• Exercise instructions: For the word "config", copy every line of the material that includes it.

• Available data:
━━━━━━

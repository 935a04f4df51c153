//! Rate limiting
//!
//! The request handler only sees the [`RateLimiter`] trait; the in-process
//! [`KeyedRateLimiter`] keeps one token bucket per client key.

use async_trait::async_trait;
use dashmap::DashMap;
use std::time::{Duration, Instant};
use thiserror::Error;

use crate::config::RateLimitConfig;

/// Rate limiter failure. Callers admit the request when this happens.
#[derive(Error, Debug)]
#[error("Rate limiter error: {0}")]
pub struct LimiterError(pub String);

/// Outcome of a rate limit check.
#[derive(Debug, Clone, Copy, PartialEq, Eq)]
pub struct LimitOutcome {
    pub success: bool,
}

/// Admission control keyed by client.
#[async_trait]
pub trait RateLimiter: Send + Sync {
    async fn limit(&self, key: &str) -> Result<LimitOutcome, LimiterError>;
}

/// Token bucket rate limiter
#[derive(Debug)]
pub struct TokenBucket {
    /// Maximum tokens (burst size)
    max_tokens: f64,
    /// Current tokens
    tokens: f64,
    /// Tokens added per second
    refill_rate: f64,
    /// Last refill time
    last_refill: Instant,
}

impl TokenBucket {
    pub fn new(max_tokens: u32, refill_per_minute: u32) -> Self {
        Self {
            max_tokens: max_tokens as f64,
            tokens: max_tokens as f64,
            refill_rate: refill_per_minute as f64 / 60.0,
            last_refill: Instant::now(),
        }
    }

    /// Try to consume a token
    pub fn try_consume(&mut self) -> bool {
        self.refill(Instant::now());

        if self.tokens >= 1.0 {
            self.tokens -= 1.0;
            true
        } else {
            false
        }
    }

    /// Refill tokens based on elapsed time
    fn refill(&mut self, now: Instant) {
        let elapsed = now.duration_since(self.last_refill).as_secs_f64();
        self.tokens = (self.tokens + elapsed * self.refill_rate).min(self.max_tokens);
        self.last_refill = now;
    }
}

/// Per-key token buckets
#[derive(Debug)]
pub struct KeyedRateLimiter {
    buckets: DashMap<String, TokenBucket>,
    config: RateLimitConfig,
}

impl KeyedRateLimiter {
    pub fn new(config: RateLimitConfig) -> Self {
        Self {
            buckets: DashMap::new(),
            config,
        }
    }

    /// Check if a request for `key` is allowed
    pub fn is_allowed(&self, key: &str) -> bool {
        if !self.config.enabled {
            return true;
        }

        if let Some(mut bucket) = self.buckets.get_mut(key) {
            return bucket.try_consume();
        }

        self.buckets
            .entry(key.to_string())
            .or_insert_with(|| {
                TokenBucket::new(self.config.burst_size, self.config.requests_per_minute)
            })
            .try_consume()
    }

    /// Drop buckets idle for longer than `max_age`. Returns how many were removed.
    pub fn cleanup(&self, max_age: Duration) -> usize {
        let now = Instant::now();
        let before = self.buckets.len();
        self.buckets
            .retain(|_, bucket| now.duration_since(bucket.last_refill) < max_age);
        before.saturating_sub(self.buckets.len())
    }

    /// Number of tracked clients
    pub fn tracked_keys(&self) -> usize {
        self.buckets.len()
    }
}

#[async_trait]
impl RateLimiter for KeyedRateLimiter {
    async fn limit(&self, key: &str) -> Result<LimitOutcome, LimiterError> {
        Ok(LimitOutcome {
            success: self.is_allowed(key),
        })
    }
}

━━━━━━

• Answer section:
use crate::config::RateLimitConfig;
    config: RateLimitConfig,
    pub fn new(config: RateLimitConfig) -> Self {
            config,
        if !self.config.enabled {
                TokenBucket::new(self.config.burst_size, self.config.requests_per_minute)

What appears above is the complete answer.